Resistance of CD7-deficient Mice to Lipopolysaccharide-induced Shock Syndromes

CD7 is an immunoglobulin superfamily molecule involved in T and natural killer (NK) cell activation and cytokine production. CD7-deficient animals develop normally but have antigen-specific defects in interferon (IFN)-γ production and CD8⁺ CTL generation. To determine the in vivo role of CD7 in systems dependent on IFN-γ, the response of CD7-deficient mice to lipopolysaccharide (LPS)-induced shock syndromes was studied.
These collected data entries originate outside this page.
pub mod encoder;
pub mod stream;

use serde::{Deserialize, Serialize};

/// `OpenAI` Chat Completion request wire type.
#[derive(Debug, Clone, Serialize)]
pub struct OpenAiChatRequest {
    pub model: String,
    pub messages: Vec<OpenAiMessage>,
    #[serde(skip_serializing_if = "Option::is_none")]
    pub tools: Option<Vec<OpenAiTool>>,
    pub stream: bool,
    pub stream_options: OpenAiStreamOptions,
    #[serde(skip_serializing_if = "Option::is_none")]
    pub max_tokens: Option<u64>,
}

/// Stream options; `include_usage` asks for the trailing usage chunk.
#[derive(Debug, Clone, Serialize)]
pub struct OpenAiStreamOptions {
    pub include_usage: bool,
}

/// `OpenAI` message wire type.
#[derive(Debug, Clone, Serialize)]
pub struct OpenAiMessage {
    pub role: &'static str,
    pub content: String,
}

/// A tool definition.
#[derive(Debug, Clone, Serialize)]
pub struct OpenAiTool {
    #[serde(rename = "type")]
    pub type_: &'static str,
    pub function: OpenAiToolFunction,
}

/// A function declaration within a tool.
#[derive(Debug, Clone, Serialize)]
pub struct OpenAiToolFunction {
    pub name: String,
    #[serde(skip_serializing_if = "Option::is_none")]
    pub description: Option<String>,
    pub parameters: serde_json::Value,
}

// ---------------------------------------------------------------------------
// Streaming wire types
//
// Every field is optional: compatible backends drop or rename freely, and a
// chunk only has to carry the fields it patches.
// ---------------------------------------------------------------------------

/// A streaming chunk.
#[derive(Debug, Clone, Default, Deserialize)]
pub struct OpenAiStreamChunk {
    #[serde(default)]
    pub choices: Vec<OpenAiStreamChoice>,
    #[serde(default)]
    pub usage: Option<OpenAiUsage>,
    #[serde(default)]
    pub error: Option<OpenAiErrorBody>,
}

/// A choice within a stream chunk.
#[derive(Debug, Clone, Default, Deserialize)]
pub struct OpenAiStreamChoice {
    #[serde(default)]
    pub index: u32,
    #[serde(default)]
    pub delta: OpenAiDelta,
    #[serde(default)]
    pub finish_reason: Option<String>,
}

/// Delta content within a stream choice.
#[derive(Debug, Clone, Default, Deserialize)]
pub struct OpenAiDelta {
    #[serde(default)]
    pub content: Option<String>,
    /// DeepSeek / vLLM style reasoning side channel.
    #[serde(default)]
    pub reasoning_content: Option<String>,
    /// OpenRouter style reasoning side channel.
    #[serde(default)]
    pub reasoning: Option<String>,
    #[serde(default)]
    pub tool_calls: Option<Vec<OpenAiStreamToolCall>>,
}

/// A tool call delta in streaming.
#[derive(Debug, Clone, Default, Deserialize)]
pub struct OpenAiStreamToolCall {
    /// Some compatible backends omit the index; the array position is used.
    #[serde(default)]
    pub index: Option<u32>,
    #[serde(default)]
    pub id: Option<String>,
    #[serde(default)]
    pub function: Option<OpenAiStreamToolCallFunction>,
}

/// Function delta within a streaming tool call.
#[derive(Debug, Clone, Default, Deserialize)]
pub struct OpenAiStreamToolCallFunction {
    #[serde(default)]
    pub name: Option<String>,
    #[serde(default)]
    pub arguments: Option<String>,
}

/// Cumulative usage, sent on the final chunk.
#[derive(Debug, Clone, Copy, Default, Deserialize)]
pub struct OpenAiUsage {
    #[serde(default)]
    pub prompt_tokens: u64,
    #[serde(default)]
    pub completion_tokens: u64,
    #[serde(default)]
    pub prompt_tokens_details: Option<OpenAiPromptTokensDetails>,
    /// DeepSeek reports cache hits here instead.
    #[serde(default)]
    pub prompt_cache_hit_tokens: Option<u64>,
}

#[derive(Debug, Clone, Copy, Default, Deserialize)]
pub struct OpenAiPromptTokensDetails {
    #[serde(default)]
    pub cached_tokens: Option<u64>,
}

/// In-band error object some backends send mid-stream.
#[derive(Debug, Clone, Default, Deserialize)]
pub struct OpenAiErrorBody {
    #[serde(default)]
    pub message: String,
    #[serde(default)]
    pub code: Option<serde_json::Value>,
}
In the high-dose LPS-induced shock model, 67% of CD7-deficient mice survived LPS injection, whereas 19% of control C57BL/6 mice survived LPS challenge (P < 0.001). CD7-deficient or C57BL/6 control mice were next injected with low-dose LPS (1 μg plus 8 mg D-galactosamine [D-gal] per mouse) and monitored for survival. All CD7-deficient mice were alive 72 h after injection of LPS compared with 20% of C57BL/6 control mice (P < 0.001). After injection of LPS and D-gal, CD7-deficient mice had decreased serum IFN-γ and tumor necrosis factor (TNF)-α levels compared with control C57BL/6 mice (P < 0.001). Steady-state mRNA levels for IFN-γ and TNF-α in liver tissue were also significantly decreased in CD7-deficient mice compared with controls (P < 0.05). In contrast, CD7-deficient animals had normal liver interleukin (IL)-12, IL-18, and interleukin 1 converting enzyme (ICE) mRNA levels, and CD7-deficient splenocytes had normal IFN-γ responses when stimulated with IL-12 and IL-18 in vitro. NK1.1⁺/ CD3⁺ T cells are known to be key effector cells in the pathogenesis of toxic shock. Phenotypic analysis of liver mononuclear cells revealed that CD7-deficient mice had fewer numbers of liver NK1.1⁺/CD3⁺ T cells (1.5 ± 0.3 × 10⁵) versus C57BL/6 control mice (3.7 ± 0.8 × 10⁵; P < 0.05), whereas numbers of liver NK1.1⁺/CD3⁻ NK cells were not different from controls. Thus, targeted disruption of CD7 leads to a selective deficiency of liver NK1.1⁺/ CD3⁺ T cells, and is associated with resistance to LPS shock. These data suggest that CD7 is a key molecule in the inflammatory response leading to LPS-induced shock.